## Task instructions
Repeat the data exactly, every last line of it.

## Provided material

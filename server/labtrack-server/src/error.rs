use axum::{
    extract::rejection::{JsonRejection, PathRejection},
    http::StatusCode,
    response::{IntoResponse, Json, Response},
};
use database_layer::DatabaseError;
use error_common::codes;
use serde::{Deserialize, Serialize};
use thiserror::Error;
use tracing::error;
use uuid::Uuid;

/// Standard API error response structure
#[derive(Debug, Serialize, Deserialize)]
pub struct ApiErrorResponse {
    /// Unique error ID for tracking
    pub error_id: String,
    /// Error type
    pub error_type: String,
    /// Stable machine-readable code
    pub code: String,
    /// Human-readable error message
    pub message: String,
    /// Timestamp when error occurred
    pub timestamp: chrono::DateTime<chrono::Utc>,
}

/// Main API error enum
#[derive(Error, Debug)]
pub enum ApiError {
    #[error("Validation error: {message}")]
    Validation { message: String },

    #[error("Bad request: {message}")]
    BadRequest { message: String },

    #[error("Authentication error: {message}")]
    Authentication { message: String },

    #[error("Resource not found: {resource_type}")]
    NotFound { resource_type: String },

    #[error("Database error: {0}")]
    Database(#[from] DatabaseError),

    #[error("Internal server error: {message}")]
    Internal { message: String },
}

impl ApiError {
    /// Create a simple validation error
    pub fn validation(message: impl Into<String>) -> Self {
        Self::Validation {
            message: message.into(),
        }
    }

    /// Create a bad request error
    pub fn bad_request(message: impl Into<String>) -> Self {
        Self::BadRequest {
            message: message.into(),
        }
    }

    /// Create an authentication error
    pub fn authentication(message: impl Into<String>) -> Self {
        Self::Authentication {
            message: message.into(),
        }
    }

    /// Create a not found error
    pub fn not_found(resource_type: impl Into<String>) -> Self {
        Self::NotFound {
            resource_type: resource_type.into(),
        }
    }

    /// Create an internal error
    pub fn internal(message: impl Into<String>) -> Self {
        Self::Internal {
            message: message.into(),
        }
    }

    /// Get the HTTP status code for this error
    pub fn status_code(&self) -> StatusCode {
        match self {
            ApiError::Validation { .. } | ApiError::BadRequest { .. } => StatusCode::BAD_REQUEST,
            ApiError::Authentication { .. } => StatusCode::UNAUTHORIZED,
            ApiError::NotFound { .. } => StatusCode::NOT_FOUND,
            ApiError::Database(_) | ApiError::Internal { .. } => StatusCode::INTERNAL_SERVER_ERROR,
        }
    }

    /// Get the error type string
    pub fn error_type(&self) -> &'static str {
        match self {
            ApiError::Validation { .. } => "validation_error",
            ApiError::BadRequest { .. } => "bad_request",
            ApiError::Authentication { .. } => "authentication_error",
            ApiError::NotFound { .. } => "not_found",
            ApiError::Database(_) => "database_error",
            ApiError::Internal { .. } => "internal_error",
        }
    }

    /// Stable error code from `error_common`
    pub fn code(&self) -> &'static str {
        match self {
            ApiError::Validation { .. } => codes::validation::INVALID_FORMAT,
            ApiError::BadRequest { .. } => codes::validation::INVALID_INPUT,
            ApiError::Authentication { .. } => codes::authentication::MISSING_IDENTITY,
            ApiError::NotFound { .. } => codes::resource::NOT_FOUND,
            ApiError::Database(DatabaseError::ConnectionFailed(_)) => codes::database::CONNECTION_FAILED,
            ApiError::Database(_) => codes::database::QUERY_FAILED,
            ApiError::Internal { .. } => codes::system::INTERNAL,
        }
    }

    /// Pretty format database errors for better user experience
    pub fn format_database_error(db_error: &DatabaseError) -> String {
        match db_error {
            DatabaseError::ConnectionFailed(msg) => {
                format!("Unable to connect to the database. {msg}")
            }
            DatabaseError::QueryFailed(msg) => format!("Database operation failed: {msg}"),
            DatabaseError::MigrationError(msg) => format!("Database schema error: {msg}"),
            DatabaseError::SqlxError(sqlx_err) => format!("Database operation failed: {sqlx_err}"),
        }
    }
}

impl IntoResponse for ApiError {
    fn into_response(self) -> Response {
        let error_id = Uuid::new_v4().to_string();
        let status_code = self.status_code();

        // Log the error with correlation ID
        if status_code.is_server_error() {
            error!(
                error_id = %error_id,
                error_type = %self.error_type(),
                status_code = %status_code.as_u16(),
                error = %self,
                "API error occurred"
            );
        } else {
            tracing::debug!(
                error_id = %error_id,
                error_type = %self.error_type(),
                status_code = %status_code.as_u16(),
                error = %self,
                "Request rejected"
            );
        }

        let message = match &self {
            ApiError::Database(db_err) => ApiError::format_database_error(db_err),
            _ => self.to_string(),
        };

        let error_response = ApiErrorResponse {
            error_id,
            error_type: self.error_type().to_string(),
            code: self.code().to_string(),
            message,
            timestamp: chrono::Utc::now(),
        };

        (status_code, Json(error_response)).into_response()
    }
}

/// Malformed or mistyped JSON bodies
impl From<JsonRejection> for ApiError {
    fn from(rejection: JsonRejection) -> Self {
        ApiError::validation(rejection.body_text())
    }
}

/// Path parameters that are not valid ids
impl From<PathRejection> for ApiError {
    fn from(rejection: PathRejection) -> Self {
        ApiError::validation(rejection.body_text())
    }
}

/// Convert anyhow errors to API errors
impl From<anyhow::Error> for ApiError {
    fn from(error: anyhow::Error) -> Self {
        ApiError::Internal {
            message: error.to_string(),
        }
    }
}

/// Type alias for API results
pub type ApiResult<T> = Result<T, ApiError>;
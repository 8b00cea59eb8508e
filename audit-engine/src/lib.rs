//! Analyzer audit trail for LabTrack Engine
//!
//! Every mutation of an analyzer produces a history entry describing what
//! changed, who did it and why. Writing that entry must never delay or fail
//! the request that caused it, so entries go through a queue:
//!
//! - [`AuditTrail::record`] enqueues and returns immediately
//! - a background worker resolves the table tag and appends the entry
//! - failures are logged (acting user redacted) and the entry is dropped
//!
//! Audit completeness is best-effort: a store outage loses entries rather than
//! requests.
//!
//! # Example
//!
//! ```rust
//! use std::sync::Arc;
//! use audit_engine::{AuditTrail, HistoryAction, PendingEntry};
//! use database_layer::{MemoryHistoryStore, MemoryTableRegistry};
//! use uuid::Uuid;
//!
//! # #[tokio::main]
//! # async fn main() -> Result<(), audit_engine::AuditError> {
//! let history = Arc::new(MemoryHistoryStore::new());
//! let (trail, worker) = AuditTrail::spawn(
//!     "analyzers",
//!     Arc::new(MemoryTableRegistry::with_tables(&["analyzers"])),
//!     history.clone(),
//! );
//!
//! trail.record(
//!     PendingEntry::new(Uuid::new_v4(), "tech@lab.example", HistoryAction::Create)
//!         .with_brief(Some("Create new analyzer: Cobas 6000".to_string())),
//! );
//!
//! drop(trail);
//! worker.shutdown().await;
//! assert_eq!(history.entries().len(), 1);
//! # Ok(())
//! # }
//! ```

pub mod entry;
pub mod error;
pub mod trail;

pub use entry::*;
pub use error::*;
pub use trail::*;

## Solution for this task
filename server/labtrack-server/src/error.rs
use axum::{
    extract::rejection::{JsonRejection, PathRejection},
    http::StatusCode,
    response::{IntoResponse, Json, Response},
};
use database_layer::DatabaseError;
use error_common::codes;
use serde::{Deserialize, Serialize};
use thiserror::Error;
use tracing::error;
use uuid::Uuid;

/// Standard API error response structure
#[derive(Debug, Serialize, Deserialize)]
pub struct ApiErrorResponse {
    /// Unique error ID for tracking
    pub error_id: String,
    /// Error type
    pub error_type: String,
    /// Stable machine-readable code
    pub code: String,
    /// Human-readable error message
    pub message: String,
    /// Timestamp when error occurred
    pub timestamp: chrono::DateTime<chrono::Utc>,
}

/// Main API error enum
#[derive(Error, Debug)]
pub enum ApiError {
    #[error("Validation error: {message}")]
    Validation { message: String },

    #[error("Bad request: {message}")]
    BadRequest { message: String },

    #[error("Authentication error: {message}")]
    Authentication { message: String },

    #[error("Resource not found: {resource_type}")]
    NotFound { resource_type: String },

    #[error("Database error: {0}")]
    Database(#[from] DatabaseError),

    #[error("Internal server error: {message}")]
    Internal { message: String },
}

impl ApiError {
    /// Create a simple validation error
    pub fn validation(message: impl Into<String>) -> Self {
        Self::Validation {
            message: message.into(),
        }
    }

    /// Create a bad request error
    pub fn bad_request(message: impl Into<String>) -> Self {
        Self::BadRequest {
            message: message.into(),
        }
    }

    /// Create an authentication error
    pub fn authentication(message: impl Into<String>) -> Self {
        Self::Authentication {
            message: message.into(),
        }
    }

    /// Create a not found error
    pub fn not_found(resource_type: impl Into<String>) -> Self {
        Self::NotFound {
            resource_type: resource_type.into(),
        }
    }

    /// Create an internal error
    pub fn internal(message: impl Into<String>) -> Self {
        Self::Internal {
            message: message.into(),
        }
    }

    /// Get the HTTP status code for this error
    pub fn status_code(&self) -> StatusCode {
        match self {
            ApiError::Validation { .. } | ApiError::BadRequest { .. } => StatusCode::BAD_REQUEST,
            ApiError::Authentication { .. } => StatusCode::UNAUTHORIZED,
            ApiError::NotFound { .. } => StatusCode::NOT_FOUND,
            ApiError::Database(_) | ApiError::Internal { .. } => StatusCode::INTERNAL_SERVER_ERROR,
        }
    }

    /// Get the error type string
    pub fn error_type(&self) -> &'static str {
        match self {
            ApiError::Validation { .. } => "validation_error",
            ApiError::BadRequest { .. } => "bad_request",
            ApiError::Authentication { .. } => "authentication_error",
            ApiError::NotFound { .. } => "not_found",
            ApiError::Database(_) => "database_error",
            ApiError::Internal { .. } => "internal_error",
        }
    }

    /// Stable error code from `error_common`
    pub fn code(&self) -> &'static str {
        match self {
            ApiError::Validation { .. } => codes::validation::INVALID_FORMAT,
            ApiError::BadRequest { .. } => codes::validation::INVALID_INPUT,
            ApiError::Authentication { .. } => codes::authentication::MISSING_IDENTITY,
            ApiError::NotFound { .. } => codes::resource::NOT_FOUND,
            ApiError::Database(DatabaseError::ConnectionFailed(_)) => codes::database::CONNECTION_FAILED,
            ApiError::Database(_) => codes::database::QUERY_FAILED,
            ApiError::Internal { .. } => codes::system::INTERNAL,
        }
    }

    /// Pretty format database errors for better user experience
    pub fn format_database_error(db_error: &DatabaseError) -> String {
        match db_error {
            DatabaseError::ConnectionFailed(msg) => {
                format!("Unable to connect to the database. {msg}")
            }
            DatabaseError::QueryFailed(msg) => format!("Database operation failed: {msg}"),
            DatabaseError::MigrationError(msg) => format!("Database schema error: {msg}"),
            DatabaseError::SqlxError(sqlx_err) => format!("Database operation failed: {sqlx_err}"),
        }
    }
}

impl IntoResponse for ApiError {
    fn into_response(self) -> Response {
        let error_id = Uuid::new_v4().to_string();
        let status_code = self.status_code();

        // Log the error with correlation ID
        if status_code.is_server_error() {
            error!(
                error_id = %error_id,
                error_type = %self.error_type(),
                status_code = %status_code.as_u16(),
                error = %self,
                "API error occurred"
            );
        } else {
            tracing::debug!(
                error_id = %error_id,
                error_type = %self.error_type(),
                status_code = %status_code.as_u16(),
                error = %self,
                "Request rejected"
            );
        }

        let message = match &self {
            ApiError::Database(db_err) => ApiError::format_database_error(db_err),
            _ => self.to_string(),
        };

        let error_response = ApiErrorResponse {
            error_id,
            error_type: self.error_type().to_string(),
            code: self.code().to_string(),
            message,
            timestamp: chrono::Utc::now(),
        };

        (status_code, Json(error_response)).into_response()
    }
}

/// Malformed or mistyped JSON bodies
impl From<JsonRejection> for ApiError {
    fn from(rejection: JsonRejection) -> Self {
        ApiError::validation(rejection.body_text())
    }
}

/// Path parameters that are not valid ids
impl From<PathRejection> for ApiError {
    fn from(rejection: PathRejection) -> Self {
        ApiError::validation(rejection.body_text())
    }
}

/// Convert anyhow errors to API errors
impl From<anyhow::Error> for ApiError {
    fn from(error: anyhow::Error) -> Self {
        ApiError::Internal {
            message: error.to_string(),
        }
    }
}

/// Type alias for API results
pub type ApiResult<T> = Result<T, ApiError>;
repository 8b00cea59eb8508e
filename audit-engine/src/lib.rs
//! Analyzer audit trail for LabTrack Engine
//!
//! Every mutation of an analyzer produces a history entry describing what
//! changed, who did it and why. Writing that entry must never delay or fail
//! the request that caused it, so entries go through a queue:
//!
//! - [`AuditTrail::record`] enqueues and returns immediately
//! - a background worker resolves the table tag and appends the entry
//! - failures are logged (acting user redacted) and the entry is dropped
//!
//! Audit completeness is best-effort: a store outage loses entries rather than
//! requests.
//!
//! # Example
//!
//! ```rust
//! use std::sync::Arc;
//! use audit_engine::{AuditTrail, HistoryAction, PendingEntry};
//! use database_layer::{MemoryHistoryStore, MemoryTableRegistry};
//! use uuid::Uuid;
//!
//! # #[tokio::main]
//! # async fn main() -> Result<(), audit_engine::AuditError> {
//! let history = Arc::new(MemoryHistoryStore::new());
//! let (trail, worker) = AuditTrail::spawn(
//!     "analyzers",
//!     Arc::new(MemoryTableRegistry::with_tables(&["analyzers"])),
//!     history.clone(),
//! );
//!
//! trail.record(
//!     PendingEntry::new(Uuid::new_v4(), "tech@lab.example", HistoryAction::Create)
//!         .with_brief(Some("Create new analyzer: Cobas 6000".to_string())),
//! );
//!
//! drop(trail);
//! worker.shutdown().await;
//! assert_eq!(history.entries().len(), 1);
//! # Ok(())
//! # }
//! ```

pub mod entry;
pub mod error;
pub mod trail;

pub use entry::*;
pub use error::*;
pub use trail::*;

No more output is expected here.